If you only want adjacent values, it's probably most efficient to slide a window across the input, slicing for the substrings you want, rather than splitting and joining them
As a bonus, the same logic will work for lists
def multi_adjacent(letters, min_gap=2):
# further opportunity for dynamic maximum length and bounds-checking
for idx_start in range(len(letters)-(min_gap-1)):
for idx_end in range(idx_start+min_gap, len(letters)+1):
yield letters[idx_start:idx_end] # slice for substring
>>> list(multi_adjacent("abcd"))
['ab', 'abc', 'abcd', 'bc', 'bcd', 'cd']
>>> list(multi_adjacent("abcd", 3))
['abc', 'abcd', 'bcd']
>>> list(multi_adjacent([1,2,3,4]))
[[1, 2], [1, 2, 3], [1, 2, 3, 4], [2, 3], [2, 3, 4], [3, 4]]

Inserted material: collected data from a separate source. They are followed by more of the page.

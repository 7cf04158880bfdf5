use std::io;

/// Error kinds surfaced to user callbacks. All of them except
///  [TransportError::MessageTooLarge] are fatal for the endpoint: once one is
///  delivered, the socket is closed and no further callbacks fire.
///
/// The variants are `Clone` + `PartialEq` because a single fatal condition is
///  delivered to both the reliable and the unreliable receive hook.
#[derive(Debug, Clone, PartialEq, Eq, thiserror::Error)]
pub enum TransportError {
    /// The peer sent a packet that does not decode. There is no way to resync
    ///  within the session, so the endpoint closes.
    #[error("malformed packet")]
    Parse,

    /// No datagram arrived within the receive timeout (5x keepalive period).
    #[error("receive timed out")]
    TimedOut,

    /// The peer announced an orderly close.
    #[error("connection reset by peer")]
    ConnectionReset,

    /// Message payloads are bounded by the u16 `total_size` field on the wire.
    #[error("message exceeds {} bytes", u16::MAX)]
    MessageTooLarge,

    /// The operation was attempted on an endpoint that is already closed.
    #[error("socket is closed")]
    Closed,

    /// An underlying UDP send or receive failed. Carries the kind only so the
    ///  error stays cheap to clone.
    #[error("i/o error: {0}")]
    Io(io::ErrorKind),
}

impl From<io::Error> for TransportError {
    fn from(e: io::Error) -> Self {
        TransportError::Io(e.kind())
    }
}
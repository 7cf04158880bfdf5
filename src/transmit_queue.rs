use std::collections::VecDeque;
use crate::out_message::OutMessage;

/// Ordered collection of outbound messages with a round-robin cursor that
///  survives between send passes.
///
/// The rotation point is the front of the deque: a [Cycle] visits each
///  element at most once starting there, and [Cycle::advance] rotates the
///  visited element to the back. Stopping a cycle early therefore leaves the
///  rotation point after the last element the caller advanced past, so the
///  next cycle picks up where the previous one left off instead of restarting
///  at the oldest message. A message with a large payload cannot starve its
///  neighbors.
#[derive(Debug, Default)]
pub struct TransmitQueue {
    messages: VecDeque<OutMessage>,
}

impl TransmitQueue {
    pub fn insert(&mut self, message: OutMessage) {
        self.messages.push_back(message);
    }

    pub fn is_empty(&self) -> bool {
        self.messages.is_empty()
    }

    pub fn len(&self) -> usize {
        self.messages.len()
    }

    /// Starts a traversal over the messages currently in the queue. Mutation
    ///  during the traversal goes through the cursor only.
    pub fn cycle(&mut self) -> Cycle<'_> {
        let remaining = self.messages.len();
        Cycle {
            queue: self,
            remaining,
        }
    }
}

/// Cursor-style traversal handle, obtained from [TransmitQueue::cycle].
pub struct Cycle<'a> {
    queue: &'a mut TransmitQueue,
    remaining: usize,
}

impl Cycle<'_> {
    /// The element under the cursor, or None once every element present at
    ///  the start of the cycle has been visited.
    pub fn current(&mut self) -> Option<&mut OutMessage> {
        if self.remaining == 0 {
            return None;
        }
        self.queue.messages.front_mut()
    }

    /// Removes the current element. The cursor moves to the next one.
    pub fn erase(&mut self) {
        debug_assert!(self.remaining > 0);
        self.queue.messages.pop_front();
        self.remaining -= 1;
    }

    /// Keeps the current element and moves the cursor past it; the element
    ///  is re-visited one full rotation later.
    pub fn advance(&mut self) {
        debug_assert!(self.remaining > 0);
        if let Some(message) = self.queue.messages.pop_front() {
            self.queue.messages.push_back(message);
        }
        self.remaining -= 1;
    }
}
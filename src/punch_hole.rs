//! Rendezvous hole punching: both peers fire their first packet at each other
//!  until one side's probe makes it through the NAT mappings the probes
//!  themselves create. The probe is a regular protocol packet (it carries the
//!  session's `sync` message), so whichever probe or data packet arrives
//!  first both finishes the punch and seeds the peer.

use std::net::SocketAddr;
use std::sync::Arc;
use bytes::Buf;
use tokio::net::UdpSocket;
use tokio::task::AbortHandle;
use tokio::time::{self, Instant};
use tracing::{debug, trace, warn};
use crate::ack_set::AckSet;
use crate::config::SocketConfig;
use crate::error::TransportError;

/// Repeatedly emits `first_packet` to `target` and watches for a reply that
///  parses as a protocol packet. On success invokes `on_done(Ok(ep))` where
///  `ep` is the endpoint the peer's reply actually arrived from (NATs may
///  translate it away from `target`); after the configured deadline invokes
///  `on_done(Err(TimedOut))`.
///
/// The returned handle aborts the punch; an aborted punch never invokes
///  `on_done`.
pub(crate) fn punch_hole(
    socket: Arc<UdpSocket>,
    target: SocketAddr,
    first_packet: Vec<u8>,
    config: &SocketConfig,
    on_done: impl FnOnce(Result<SocketAddr, TransportError>) + Send + 'static,
) -> AbortHandle {
    let resend_interval = config.punch_resend_interval;
    let deadline = Instant::now() + config.punch_timeout;
    let packet_size = config.packet_size;

    let task = tokio::spawn(async move {
        let mut rx_buf = vec![0u8; packet_size];
        loop {
            if Instant::now() >= deadline {
                debug!("hole punch toward {} timed out", target);
                on_done(Err(TransportError::TimedOut));
                return;
            }

            trace!("sending hole punch probe to {}", target);
            if let Err(e) = socket.send_to(&first_packet, target).await {
                warn!("hole punch send to {} failed: {}", target, e);
                on_done(Err(e.into()));
                return;
            }

            match time::timeout(resend_interval, socket.recv_from(&mut rx_buf)).await {
                Err(_elapsed) => {
                    // no reply yet, send the next probe
                }
                Ok(Err(e)) => {
                    warn!("hole punch receive failed: {}", e);
                    on_done(Err(e.into()));
                    return;
                }
                Ok(Ok((len, from))) => {
                    if is_protocol_packet(&rx_buf[..len]) {
                        debug!("hole punch toward {} answered from {}", target, from);
                        on_done(Ok(from));
                        return;
                    }
                    trace!("ignoring non-protocol datagram from {} during hole punch", from);
                }
            }
        }
    });

    task.abort_handle()
}

/// A reply counts as matching if it starts with a decodable ack set and
///  message count, i.e. it comes from a peer speaking this protocol.
fn is_protocol_packet(packet: &[u8]) -> bool {
    let mut buf: &[u8] = packet;
    if AckSet::deser(&mut buf).is_err() {
        return false;
    }
    buf.try_get_u16().is_ok()
}

#[cfg(test)]
mod tests {
    use super::*;
    use std::time::Duration;
    use tokio::sync::oneshot;

    fn punch_config() -> SocketConfig {
        SocketConfig {
            punch_resend_interval: Duration::from_millis(20),
            punch_timeout: Duration::from_millis(500),
            ..SocketConfig::default()
        }
    }

    /// empty ack set + zero message count
    fn minimal_packet() -> Vec<u8> {
        vec![0; AckSet::SERIALIZED_LEN + 2]
    }

    async fn run_punch(
        peer_behavior: impl FnOnce(UdpSocket) -> tokio::task::JoinHandle<()>,
        config: SocketConfig,
    ) -> Result<SocketAddr, TransportError> {
        let socket = Arc::new(UdpSocket::bind("127.0.0.1:0").await.unwrap());
        let peer = UdpSocket::bind("127.0.0.1:0").await.unwrap();
        let target = peer.local_addr().unwrap();
        peer_behavior(peer);

        let (tx, rx) = oneshot::channel();
        punch_hole(socket, target, minimal_packet(), &config, move |result| {
            let _ = tx.send(result);
        });
        time::timeout(Duration::from_secs(5), rx).await.unwrap().unwrap()
    }

    #[tokio::test]
    async fn test_punch_succeeds_on_protocol_reply() {
        let result = run_punch(
            |peer| {
                tokio::spawn(async move {
                    let mut buf = [0u8; 2048];
                    let (_, from) = peer.recv_from(&mut buf).await.unwrap();
                    peer.send_to(&minimal_packet(), from).await.unwrap();
                })
            },
            punch_config(),
        )
        .await;

        assert!(result.is_ok());
    }

    #[tokio::test]
    async fn test_punch_ignores_garbage_then_accepts_reply() {
        let result = run_punch(
            |peer| {
                tokio::spawn(async move {
                    let mut buf = [0u8; 2048];
                    let (_, from) = peer.recv_from(&mut buf).await.unwrap();
                    peer.send_to(&[0xff, 0xff, 0xff], from).await.unwrap();
                    peer.send_to(&minimal_packet(), from).await.unwrap();
                })
            },
            punch_config(),
        )
        .await;

        assert!(result.is_ok());
    }

    #[tokio::test]
    async fn test_punch_times_out_against_silent_peer() {
        let result = run_punch(
            |peer| {
                tokio::spawn(async move {
                    // keep the socket bound but never answer
                    let _peer = peer;
                    time::sleep(Duration::from_secs(10)).await;
                })
            },
            punch_config(),
        )
        .await;
        assert_eq!(result, Err(TransportError::TimedOut));
    }

    #[tokio::test]
    async fn test_aborted_punch_never_reports() {
        let socket = Arc::new(UdpSocket::bind("127.0.0.1:0").await.unwrap());
        let target = socket.local_addr().unwrap();

        let (tx, mut rx) = oneshot::channel();
        let handle = punch_hole(socket, target, minimal_packet(), &punch_config(), move |result| {
            let _ = tx.send(result);
        });
        handle.abort();

        time::sleep(Duration::from_millis(700)).await;
        assert!(rx.try_recv().is_err());
    }
}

If you're really after every grouping (not just adjacent ones), itertools.combinations
can provide this
from itertools import combinations
def multi_combination(letters):
for grouping_size in range(2, len(letters)+1):
for grouping in combinations(letters, grouping_size):
yield "".join(grouping)
>>> sorted(multi_combination("abcd"))
['ab', 'abc', 'abcd', 'abd', 'ac', 'acd', 'ad', 'bc', 'bcd', 'bd', 'cd']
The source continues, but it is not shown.